Convergence Insufficiency (CI) is a common vision disorder diagnosed in optometrist and ophthalmologists offices across the country. In fact, nearly 1 in 10 school-age children in the U.S. suffer from this eye-coordination problem. Chances are you found this blog post searching for information after you or more likely, your child, received a diagnosis.
The two questions people ask once upon diagnosis are:
1) What is Convergence Insufficiency?
and
2) How is it treated?
Let me answer those questions in order.
Convergence Insufficiency occurs when a person’s eyes do not coordinate well at near distances. For instance, in order to perform close-vision functions such as reading a book, working on a computer, doing a sheet of math problems for homework, or even coloring/doing artistic crafts, both eyes need to turn inward (converge) to focus on the item. Most people’s eyes converge easily, but those with CI do not. And in some cases, their eyes will actually pull outward. The person with convergence insufficiency will develop a set of symptoms during the effort to force their eyes inward. Since children in school spend a good deal of their learning day engaged in close-vision activities, those symptoms will appear during and after those learning activities. When you read the symptoms below, you can see that these symptoms can be more than bothersome, not to mention, hinder the process of reading and/or learning to read.

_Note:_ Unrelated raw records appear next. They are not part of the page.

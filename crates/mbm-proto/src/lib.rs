//! Vendor Protocol Abstraction
//!
//! This crate defines the typed surface of the modem control protocol as the
//! rest of the workspace sees it: service kinds, client handles, PIN status
//! vocabulary, raw signal readings, and the async [`ModemPort`] trait that a
//! real transport (or the simulator in `mbm-sim`) implements.
//!
//! The wire format itself is deliberately out of scope; the protocol is an
//! opaque RPC-like external service.

pub mod error;
pub mod pin;
pub mod port;
pub mod signal;

pub use error::ProtoError;
pub use pin::{PinState, PinStatusReport};
pub use port::{ClientHandle, ModemPort, PortProvider, ServiceKind};
pub use signal::{CdmaSignal, EvdoSignal, LteSignal, SignalInfo, WcdmaSignal};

The most common symptoms of convergence insufficiency are:
eyestrain (especially with or after reading)
headaches
blurred or double vision
squinting, rubbing, closing or covering an eye
sleepiness during and after reading or close-distance activity
Other symptoms include:
words appear to move, jump, swim or float
frequent loss of place when reading
inability to concentrate
dizziness or vertigo (especially during or after reading)
On many occasions I have seen children for initial exams who complained that the words were moving around or jumping around on the page and their parents found this hard to believe until I explain exactly what convergence insufficiency is and how it impacts their child’s eyes.

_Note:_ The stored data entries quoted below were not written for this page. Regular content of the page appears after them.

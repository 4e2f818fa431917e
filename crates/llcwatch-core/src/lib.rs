//! Core domain model and recency filtering for llcwatch.

use chrono::{Days, NaiveDate};
use serde::{Deserialize, Serialize};
use thiserror::Error;

pub const CRATE_NAME: &str = "llcwatch-core";

/// Date format the registry renders filing dates in.
pub const SOURCE_DATE_FORMAT: &str = "%m/%d/%Y";

/// Raw triple scraped from one result row, before normalization.
#[derive(Debug, Clone, PartialEq, Eq, Serialize, Deserialize)]
pub struct RawRow {
    pub name: String,
    pub filing_date: String,
    pub link: Option<String>,
}

/// Canonical persisted record: one filing observed at the registry.
///
/// `(name, filing_date)` is the natural key; a second observation of the
/// same pair is a no-op at the store layer.
#[derive(Debug, Clone, PartialEq, Eq, Serialize, Deserialize)]
pub struct EntityRecord {
    pub name: String,
    pub filing_date: NaiveDate,
    pub link: Option<String>,
}

#[derive(Debug, Clone, PartialEq, Eq, Error)]
#[error("unparseable filing date {raw:?}, expected MM/DD/YYYY")]
pub struct DateParseError {
    pub raw: String,
}

/// Parse a filing date as the registry renders it (`MM/DD/YYYY`).
pub fn parse_filing_date(raw: &str) -> Result<NaiveDate, DateParseError> {
    NaiveDate::parse_from_str(raw.trim(), SOURCE_DATE_FORMAT).map_err(|_| DateParseError {
        raw: raw.to_string(),
    })
}

/// Earliest filing date still considered recent for a `days_back` window.
/// The cutoff is inclusive: a record filed exactly on it is retained.
pub fn cutoff_for_days_back(today: NaiveDate, days_back: u32) -> NaiveDate {
    today
        .checked_sub_days(Days::new(u64::from(days_back)))
        .unwrap_or(NaiveDate::MIN)
}

/// Map raw rows to canonical records, keeping only rows whose date parses
/// and falls on or after `cutoff`. Rows with a blank name or an unparseable
/// date are dropped, never errors.
pub fn filter_recent(rows: Vec<RawRow>, cutoff: NaiveDate) -> Vec<EntityRecord> {
    rows.into_iter()
        .filter_map(|row| {
            let name = row.name.trim();
            if name.is_empty() {
                return None;
            }
            let filing_date = parse_filing_date(&row.filing_date).ok()?;
            if filing_date < cutoff {
                return None;
            }
            Some(EntityRecord {
                name: name.to_string(),
                filing_date,
                link: row.link,
            })
        })
        .collect()
}
//! SQL migration definitions for the llcwatch database.
//!
//! Migrations are applied in ascending version order on store open.

pub(crate) struct Migration {
    pub version: i64,
    pub description: &'static str,
    pub sql: &'static str,
}

pub(crate) fn all_migrations() -> Vec<Migration> {
    vec![Migration {
        version: 1,
        description: "Initial schema: llcs table with natural-key uniqueness",
        sql: r#"
-- One row per observed filing. (name, filing_date) is the natural key;
-- id orders ties by insertion.
CREATE TABLE IF NOT EXISTS llcs (
    id          INTEGER PRIMARY KEY AUTOINCREMENT,
    name        TEXT NOT NULL,
    filing_date TEXT NOT NULL,
    link        TEXT,
    ingested_at TEXT NOT NULL,
    UNIQUE(name, filing_date)
);

CREATE INDEX IF NOT EXISTS idx_llcs_filing_date ON llcs(filing_date);
"#,
    }]
}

A person with 20/20 distance vision can still suffer from convergence insufficiency. This is why a routine and cursory vision screening in school or the pediatrician’s office will NOT detect the disorder. It will only be diagnosed by an eye care professional measuring you or your child’s eyes as they function at near vision as opposed to distance.
So once the diagnosis of convergence insufficiency is made, what then? How is it treated?
Developmental optometrists like myself will prescribe an in-office program of vision therapy designed to re-train the eyes to converge easily and appropriately. Some eye care professionals not board certified in developmental optometry may prescribe simple “pencil push-ups” or home-based therapy, but a 2008 National Eye Institute study in the treatment of convergence insufficiency concluded office-based treatment was by far the most effective treatment. Certainly, I’ve seen this in my own practice, where my therapists and I can correct inappropriate procedures and motivate patients when necessary.
Convergence insufficiency can be missed for years, but it can be treated at any time. My suggestion is if you or your child has symptoms of convergence insufficiency OR have been diagnosed with CI, find a board certified developmental optometrist and begin a program of office-based vision therapy.
I hope you have found this explanation helpful.